-------- RECORDS FOR THE TASK
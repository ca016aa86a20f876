//! Observer registries
//!
//! A [`Subject`] keeps weak references to its observers so that entities can
//! observe each other (phase ↔ condition ↔ part ↔ controller) without
//! reference cycles. Whoever registers an observer keeps it alive.

use std::sync::{Arc, RwLock, Weak};

use super::{read, write};

/// Receives state-token notifications (`"ready"`, `"active"`, ...).
pub trait StateObserver: Send + Sync {
    /// Called after an entity changed state.
    fn on_state_changed(&self, state: &str);
}

/// Receives timer ticks.
pub trait TickObserver: Send + Sync {
    /// Called once per elapsed interval.
    fn on_tick(&self);
}

/// Ordered, thread-safe list of weakly held observers.
pub struct Subject<O: ?Sized> {
    observers: RwLock<Vec<Weak<O>>>,
}

impl<O: ?Sized> Default for Subject<O> {
    fn default() -> Self {
        Self::new()
    }
}

impl<O: ?Sized> std::fmt::Debug for Subject<O> {
    fn fmt(&self, f: &mut std::fmt::Formatter<'_>) -> std::fmt::Result {
        f.debug_struct("Subject")
            .field("observers", &self.len())
            .finish()
    }
}

impl<O: ?Sized> Subject<O> {
    /// Creates an empty subject.
    #[must_use]
    pub const fn new() -> Self {
        Self {
            observers: RwLock::new(Vec::new()),
        }
    }

    /// Registers `observer`. Registering the same observer twice delivers
    /// every notification twice.
    pub fn add_observer(&self, observer: &Arc<O>) {
        self.subscribe(Arc::downgrade(observer));
    }

    /// Registers a weak observer. Observers that are already dropped are
    /// ignored.
    pub fn subscribe(&self, observer: Weak<O>) {
        if observer.strong_count() == 0 {
            return;
        }
        let mut observers = write(&self.observers);
        observers.retain(|o| o.strong_count() > 0);
        observers.push(observer);
    }

    /// Registers a weak observer ahead of every existing registration.
    pub fn subscribe_first(&self, observer: Weak<O>) {
        if observer.strong_count() == 0 {
            return;
        }
        let mut observers = write(&self.observers);
        observers.retain(|o| o.strong_count() > 0);
        observers.insert(0, observer);
    }

    /// Removes the first registration of `observer`, if any.
    pub fn remove_observer(&self, observer: &Arc<O>) {
        self.remove_where(|o| std::ptr::addr_eq(o.as_ptr(), Arc::as_ptr(observer)));
    }

    /// Removes the first registration of a weak `observer`, if any.
    pub fn unsubscribe(&self, observer: &Weak<O>) {
        self.remove_where(|o| Weak::ptr_eq(o, observer));
    }

    fn remove_where(&self, matches: impl Fn(&Weak<O>) -> bool) {
        let mut observers = write(&self.observers);
        if let Some(pos) = observers.iter().position(matches) {
            observers.remove(pos);
        }
    }

    /// Calls `f` for each live observer in registration order.
    ///
    /// The list is snapshotted first, so observers may add or remove
    /// registrations (including their own) from inside the callback.
    pub fn notify(&self, mut f: impl FnMut(&O)) {
        let snapshot: Vec<Weak<O>> = read(&self.observers).clone();
        for observer in snapshot {
            if let Some(observer) = observer.upgrade() {
                f(&observer);
            }
        }
    }

    /// Number of registrations whose observer is still alive.
    #[must_use]
    pub fn len(&self) -> usize {
        read(&self.observers)
            .iter()
            .filter(|o| o.strong_count() > 0)
            .count()
    }

    /// Returns `true` if no live observer is registered.
    #[must_use]
    pub fn is_empty(&self) -> bool {
        self.len() == 0
    }
}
----------------
Out of the entries, report each line that contains the word "alive".

▶ THE COMPLETED TASK
//! reference cycles. Whoever registers an observer keeps it alive.
    /// Number of registrations whose observer is still alive.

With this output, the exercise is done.